EXERCISE GOAL: Restate each entry below without changing a word.

****************

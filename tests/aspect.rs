//! Aspect-ratio calculator tests.
//!
//! Pure math, no fixtures required.

use stillcut::{
    LARGE_WIDTH, MEDIUM_WIDTH, SMALL_WIDTH, SizePreset, StillcutError, scaled_height,
};

#[test]
fn pinned_small_geometry_for_650x488() {
    // round(488 * 250 / 650) = round(187.69...) = 188.
    assert_eq!(scaled_height(250, 650, 488).expect("valid ratio"), 188);
}

#[test]
fn matches_reference_formula() {
    let cases = [
        (250u32, 650u32, 488u32),
        (350, 650, 488),
        (650, 650, 488),
        (1280, 1920, 1080),
        (100, 4096, 2160),
        (333, 1000, 707),
    ];

    for (target_width, original_width, original_height) in cases {
        let expected = (f64::from(original_height) * f64::from(target_width)
            / f64::from(original_width))
        .round() as u32;
        assert_eq!(
            scaled_height(target_width, original_width, original_height).expect("valid ratio"),
            expected,
            "target={target_width} original={original_width}x{original_height}",
        );
    }
}

#[test]
fn identity_when_target_equals_source_width() {
    assert_eq!(scaled_height(1920, 1920, 1080).expect("valid ratio"), 1080);
    assert_eq!(scaled_height(650, 650, 488).expect("valid ratio"), 488);
}

#[test]
fn ties_round_away_from_zero() {
    // 1 * 1 / 2 = 0.5 → 1.
    assert_eq!(scaled_height(1, 2, 1).expect("valid ratio"), 1);
    // 3 * 1 / 2 = 1.5 → 2.
    assert_eq!(scaled_height(1, 2, 3).expect("valid ratio"), 2);
}

#[test]
fn zero_source_width_is_a_configuration_error() {
    let result = scaled_height(250, 0, 488);
    assert!(matches!(result, Err(StillcutError::ZeroWidthSource)));
}

#[test]
fn preset_width_constants() {
    assert_eq!(SMALL_WIDTH, 250);
    assert_eq!(MEDIUM_WIDTH, 350);
    assert_eq!(LARGE_WIDTH, 650);

    assert_eq!(SizePreset::Small.preset_width(), Some(SMALL_WIDTH));
    assert_eq!(SizePreset::Medium.preset_width(), Some(MEDIUM_WIDTH));
    assert_eq!(SizePreset::Large.preset_width(), Some(LARGE_WIDTH));
}

#[test]
fn preset_labels() {
    assert_eq!(SizePreset::Small.label(), "small");
    assert_eq!(SizePreset::Medium.label(), "medium");
    assert_eq!(SizePreset::Large.label(), "large");
    assert_eq!(
        SizePreset::Custom {
            width: 10,
            height: 20
        }
        .label(),
        "custom",
    );
}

****************

REPLY TO THE EXERCISE:
filename tests/aspect.rs
//! Aspect-ratio calculator tests.
//!
//! Pure math, no fixtures required.

use stillcut::{
    LARGE_WIDTH, MEDIUM_WIDTH, SMALL_WIDTH, SizePreset, StillcutError, scaled_height,
};

#[test]
fn pinned_small_geometry_for_650x488() {
    // round(488 * 250 / 650) = round(187.69...) = 188.
    assert_eq!(scaled_height(250, 650, 488).expect("valid ratio"), 188);
}

#[test]
fn matches_reference_formula() {
    let cases = [
        (250u32, 650u32, 488u32),
        (350, 650, 488),
        (650, 650, 488),
        (1280, 1920, 1080),
        (100, 4096, 2160),
        (333, 1000, 707),
    ];

    for (target_width, original_width, original_height) in cases {
        let expected = (f64::from(original_height) * f64::from(target_width)
            / f64::from(original_width))
        .round() as u32;
        assert_eq!(
            scaled_height(target_width, original_width, original_height).expect("valid ratio"),
            expected,
            "target={target_width} original={original_width}x{original_height}",
        );
    }
}

#[test]
fn identity_when_target_equals_source_width() {
    assert_eq!(scaled_height(1920, 1920, 1080).expect("valid ratio"), 1080);
    assert_eq!(scaled_height(650, 650, 488).expect("valid ratio"), 488);
}

#[test]
fn ties_round_away_from_zero() {
    // 1 * 1 / 2 = 0.5 → 1.
    assert_eq!(scaled_height(1, 2, 1).expect("valid ratio"), 1);
    // 3 * 1 / 2 = 1.5 → 2.
    assert_eq!(scaled_height(1, 2, 3).expect("valid ratio"), 2);
}

#[test]
fn zero_source_width_is_a_configuration_error() {
    let result = scaled_height(250, 0, 488);
    assert!(matches!(result, Err(StillcutError::ZeroWidthSource)));
}

#[test]
fn preset_width_constants() {
    assert_eq!(SMALL_WIDTH, 250);
    assert_eq!(MEDIUM_WIDTH, 350);
    assert_eq!(LARGE_WIDTH, 650);

    assert_eq!(SizePreset::Small.preset_width(), Some(SMALL_WIDTH));
    assert_eq!(SizePreset::Medium.preset_width(), Some(MEDIUM_WIDTH));
    assert_eq!(SizePreset::Large.preset_width(), Some(LARGE_WIDTH));
}

#[test]
fn preset_labels() {
    assert_eq!(SizePreset::Small.label(), "small");
    assert_eq!(SizePreset::Medium.label(), "medium");
    assert_eq!(SizePreset::Large.label(), "large");
    assert_eq!(
        SizePreset::Custom {
            width: 10,
            height: 20
        }
        .label(),
        "custom",
    );
}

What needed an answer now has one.